Saved data entries
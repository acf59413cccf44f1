//! Provider Adapter Ports
//!
//! This module defines the capability contract every provider adapter
//! implements. Callers never depend on a concrete provider type; they look
//! adapters up by [`Capability`] and invoke them through [`dispatch`].
//!
//! # Architecture Overview
//!
//! ```text
//! ┌─────────────────────────────────────────────────────────────┐
//! │                  CRM Integration Manager                     │
//! │            (fan-out, conflict detection, reports)            │
//! └─────────────────────────────────────────────────────────────┘
//!                              │ resolve(capability)
//!                              ▼
//! ┌─────────────────────────────────────────────────────────────┐
//! │          Service Registry  ──►  Circuit Breaker per adapter  │
//! └─────────────────────────────────────────────────────────────┘
//!                    │                         │
//!         ┌─────────┴─────────┐     ┌────────┴────────┐
//!         │  ContactSync      │     │  DealSync        │
//!         │  (CRM A, CRM B)   │     │  PaymentCharge   │
//!         └───────────────────┘     └──────────────────┘
//! ```
//!
//! # Usage
//!
//! ```rust,ignore
//! struct HubspotAdapter { /* connection handle */ }
//!
//! #[async_trait]
//! impl ContactSync for HubspotAdapter { ... }
//!
//! #[async_trait]
//! impl ProviderAdapter for HubspotAdapter {
//!     fn provider_type(&self) -> &str { "hubspot" }
//!     fn contact_sync(&self) -> Option<&dyn ContactSync> { Some(self) }
//!     async fn probe(&self) -> Result<(), AdapterError> { ... }
//! }
//! ```

use std::collections::{BTreeSet, HashMap};
use std::fmt;
use std::time::Duration;

use async_trait::async_trait;
use serde::{Deserialize, Serialize};
use thiserror::Error;

use crate::entity::{EntityType, NormalizedEntity};

/// Error type for adapter operations
///
/// Adapters translate their provider's error responses into this taxonomy so
/// that the circuit breaker and callers can tell "retry later" from "give up".
#[derive(Debug, Clone, PartialEq, Error)]
pub enum AdapterError {
    /// The provider throttled the call
    #[error("Rate limited: retry after {}ms", .retry_after.as_millis())]
    RateLimited {
        retry_after: Duration,
    },

    /// Credentials were rejected
    #[error("Authentication failed: {message}")]
    AuthFailure {
        message: String,
    },

    /// Temporary failure (network, 5xx, timeout)
    #[error("Transient failure: {message}")]
    Transient {
        message: String,
    },

    /// The provider refused the operation and will keep refusing it
    #[error("Permanent failure: {message}")]
    Permanent {
        message: String,
    },

    /// The payload or the provider's response could not be interpreted
    #[error("Malformed data: {message}")]
    Malformed {
        message: String,
    },
}

impl AdapterError {
    /// Creates a Transient error
    pub fn transient(message: impl Into<String>) -> Self {
        AdapterError::Transient { message: message.into() }
    }

    /// Creates a Permanent error
    pub fn permanent(message: impl Into<String>) -> Self {
        AdapterError::Permanent { message: message.into() }
    }

    /// Creates a Malformed error
    pub fn malformed(message: impl Into<String>) -> Self {
        AdapterError::Malformed { message: message.into() }
    }

    /// Creates an AuthFailure error
    pub fn auth(message: impl Into<String>) -> Self {
        AdapterError::AuthFailure { message: message.into() }
    }

    /// Creates a RateLimited error
    pub fn rate_limited(retry_after: Duration) -> Self {
        AdapterError::RateLimited { retry_after }
    }

    /// Creates the error recorded for a call that exceeded its deadline
    pub fn timeout(after: Duration) -> Self {
        AdapterError::Transient {
            message: format!("timed out after {}ms", after.as_millis()),
        }
    }

    /// Returns true if the same call may succeed later
    pub fn is_retryable(&self) -> bool {
        matches!(
            self,
            AdapterError::RateLimited { .. } | AdapterError::Transient { .. }
        )
    }

    /// Returns true if this outcome should count against the provider's health
    ///
    /// A malformed request is the caller's fault: the provider answered, so it
    /// does not count as a breaker failure.
    pub fn counts_as_failure(&self) -> bool {
        !matches!(self, AdapterError::Malformed { .. })
    }

    /// Returns the serializable classification of this error
    pub fn kind(&self) -> AdapterErrorKind {
        match self {
            AdapterError::RateLimited { .. } => AdapterErrorKind::RateLimited,
            AdapterError::AuthFailure { .. } => AdapterErrorKind::AuthFailure,
            AdapterError::Transient { .. } => AdapterErrorKind::Transient,
            AdapterError::Permanent { .. } => AdapterErrorKind::Permanent,
            AdapterError::Malformed { .. } => AdapterErrorKind::Malformed,
        }
    }
}

/// Classification of an [`AdapterError`], stored in reports
#[derive(Debug, Clone, Copy, PartialEq, Eq, Hash, Serialize, Deserialize)]
#[serde(rename_all = "snake_case")]
pub enum AdapterErrorKind {
    RateLimited,
    AuthFailure,
    Transient,
    Permanent,
    Malformed,
}

/// A named, provider-agnostic operation an adapter may implement
#[derive(Debug, Clone, Copy, PartialEq, Eq, PartialOrd, Ord, Hash, Serialize, Deserialize)]
#[serde(rename_all = "snake_case")]
pub enum Capability {
    /// Contact create/update/upsert
    ContactSync,
    /// Deal create/update/upsert
    DealSync,
    /// Charging a payment
    PaymentCharge,
    /// Acknowledging an inbound provider webhook
    WebhookAck,
    /// Sending a notification (email, SMS)
    Notification,
    /// Rendering templates for other adapters
    Templating,
}

impl Capability {
    /// All capabilities, in declaration order
    pub const ALL: [Capability; 6] = [
        Capability::ContactSync,
        Capability::DealSync,
        Capability::PaymentCharge,
        Capability::WebhookAck,
        Capability::Notification,
        Capability::Templating,
    ];

    /// Returns the canonical snake_case name
    pub fn as_str(&self) -> &'static str {
        match self {
            Capability::ContactSync => "contact_sync",
            Capability::DealSync => "deal_sync",
            Capability::PaymentCharge => "payment_charge",
            Capability::WebhookAck => "webhook_ack",
            Capability::Notification => "notification",
            Capability::Templating => "templating",
        }
    }
}

impl fmt::Display for Capability {
    fn fmt(&self, f: &mut fmt::Formatter<'_>) -> fmt::Result {
        f.write_str(self.as_str())
    }
}

impl EntityType {
    /// Returns the capability that writes entities of this type
    pub fn capability(&self) -> Capability {
        match self {
            EntityType::Contact => Capability::ContactSync,
            EntityType::Deal => Capability::DealSync,
            EntityType::Payment => Capability::PaymentCharge,
        }
    }
}

/// Metadata about an adapter call for auditing and tracing
#[derive(Debug, Clone, Default, Serialize, Deserialize)]
pub struct OperationMetadata {
    /// Correlation ID for tracing across systems
    pub correlation_id: Option<String>,
    /// User or system that initiated the operation
    pub initiated_by: Option<String>,
    /// Additional context as key-value pairs
    #[serde(default)]
    pub context: HashMap<String, String>,
}

impl OperationMetadata {
    /// Creates new metadata with a correlation ID
    pub fn with_correlation_id(correlation_id: impl Into<String>) -> Self {
        Self {
            correlation_id: Some(correlation_id.into()),
            ..Default::default()
        }
    }

    /// Adds context to the metadata
    pub fn with_context(mut self, key: impl Into<String>, value: impl Into<String>) -> Self {
        self.context.insert(key.into(), value.into());
        self
    }
}

/// Contact synchronization capability
#[async_trait]
pub trait ContactSync: Send + Sync {
    /// Creates a contact in the provider
    async fn create_contact(
        &self,
        contact: &NormalizedEntity,
        metadata: &OperationMetadata,
    ) -> Result<NormalizedEntity, AdapterError>;

    /// Updates the contact the provider knows as `external_id`
    async fn update_contact(
        &self,
        external_id: &str,
        contact: &NormalizedEntity,
        metadata: &OperationMetadata,
    ) -> Result<NormalizedEntity, AdapterError>;

    /// Creates or updates a contact
    ///
    /// The default updates when the payload carries an `external_id` and
    /// creates otherwise. Providers with a natural key (email) override this.
    async fn upsert_contact(
        &self,
        contact: &NormalizedEntity,
        metadata: &OperationMetadata,
    ) -> Result<NormalizedEntity, AdapterError> {
        match contact.external_id.as_deref() {
            Some(id) => self.update_contact(id, contact, metadata).await,
            None => self.create_contact(contact, metadata).await,
        }
    }
}

/// Deal synchronization capability
#[async_trait]
pub trait DealSync: Send + Sync {
    async fn create_deal(
        &self,
        deal: &NormalizedEntity,
        metadata: &OperationMetadata,
    ) -> Result<NormalizedEntity, AdapterError>;

    async fn update_deal(
        &self,
        external_id: &str,
        deal: &NormalizedEntity,
        metadata: &OperationMetadata,
    ) -> Result<NormalizedEntity, AdapterError>;

    async fn upsert_deal(
        &self,
        deal: &NormalizedEntity,
        metadata: &OperationMetadata,
    ) -> Result<NormalizedEntity, AdapterError> {
        match deal.external_id.as_deref() {
            Some(id) => self.update_deal(id, deal, metadata).await,
            None => self.create_deal(deal, metadata).await,
        }
    }
}

/// Payment charging capability
#[async_trait]
pub trait PaymentCharge: Send + Sync {
    /// Charges the payment described by `payment` and returns the provider's record
    async fn charge(
        &self,
        payment: &NormalizedEntity,
        metadata: &OperationMetadata,
    ) -> Result<NormalizedEntity, AdapterError>;
}

/// Webhook acknowledgement capability
#[async_trait]
pub trait WebhookAck: Send + Sync {
    async fn send_webhook_ack(
        &self,
        ack: &NormalizedEntity,
        metadata: &OperationMetadata,
    ) -> Result<(), AdapterError>;
}

/// The contract every provider adapter implements
///
/// An adapter advertises capabilities by returning `Some` from the matching
/// accessor. Capabilities without a typed call path here (notification,
/// templating) are advertised through `extra_capabilities`.
#[async_trait]
pub trait ProviderAdapter: Send + Sync + 'static {
    /// Provider type this adapter talks to (e.g. "rest_crm")
    fn provider_type(&self) -> &str;

    fn contact_sync(&self) -> Option<&dyn ContactSync> {
        None
    }

    fn deal_sync(&self) -> Option<&dyn DealSync> {
        None
    }

    fn payment_charge(&self) -> Option<&dyn PaymentCharge> {
        None
    }

    fn webhook_ack(&self) -> Option<&dyn WebhookAck> {
        None
    }

    fn extra_capabilities(&self) -> BTreeSet<Capability> {
        BTreeSet::new()
    }

    /// Returns every capability the adapter implements
    fn capabilities(&self) -> BTreeSet<Capability> {
        let mut capabilities = self.extra_capabilities();
        if self.contact_sync().is_some() {
            capabilities.insert(Capability::ContactSync);
        }
        if self.deal_sync().is_some() {
            capabilities.insert(Capability::DealSync);
        }
        if self.payment_charge().is_some() {
            capabilities.insert(Capability::PaymentCharge);
        }
        if self.webhook_ack().is_some() {
            capabilities.insert(Capability::WebhookAck);
        }
        capabilities
    }

    /// Opens connections or warms caches; called once by the registry
    async fn start(&self) -> Result<(), AdapterError> {
        Ok(())
    }

    /// Releases provider resources; called once by the registry
    async fn stop(&self) -> Result<(), AdapterError> {
        Ok(())
    }

    /// Lightweight liveness check used by the health monitor
    async fn probe(&self) -> Result<(), AdapterError>;
}

/// Invokes the write capability matching `entity_type` on `adapter`
///
/// # Errors
///
/// Returns `AdapterError::Permanent` if the adapter does not implement the
/// capability, otherwise whatever the adapter returns.
pub async fn dispatch(
    adapter: &dyn ProviderAdapter,
    entity_type: EntityType,
    payload: &NormalizedEntity,
    metadata: &OperationMetadata,
) -> Result<NormalizedEntity, AdapterError> {
    let missing = || {
        AdapterError::permanent(format!(
            "{} adapter does not implement {}",
            adapter.provider_type(),
            entity_type.capability()
        ))
    };

    match entity_type {
        EntityType::Contact => {
            adapter.contact_sync().ok_or_else(missing)?
                .upsert_contact(payload, metadata)
                .await
        }
        EntityType::Deal => {
            adapter.deal_sync().ok_or_else(missing)?
                .upsert_deal(payload, metadata)
                .await
        }
        EntityType::Payment => {
            adapter.payment_charge().ok_or_else(missing)?
                .charge(payload, metadata)
                .await
        }
    }
}

/// Health status for an adapter
#[derive(Debug, Clone, Copy, PartialEq, Eq, Serialize, Deserialize)]
#[serde(rename_all = "snake_case")]
pub enum AdapterHealth {
    /// Adapter is healthy and operational
    Healthy,
    /// Adapter is degraded but operational
    Degraded,
    /// Adapter is unhealthy and not operational
    Unhealthy,
    /// Health status is unknown
    Unknown,
}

EXERCISE OBJECTIVE:
Scan the data above and copy every line with "once" in it.

SOLUTION TO THIS EXERCISE:
    /// Opens connections or warms caches; called once by the registry
    /// Releases provider resources; called once by the registry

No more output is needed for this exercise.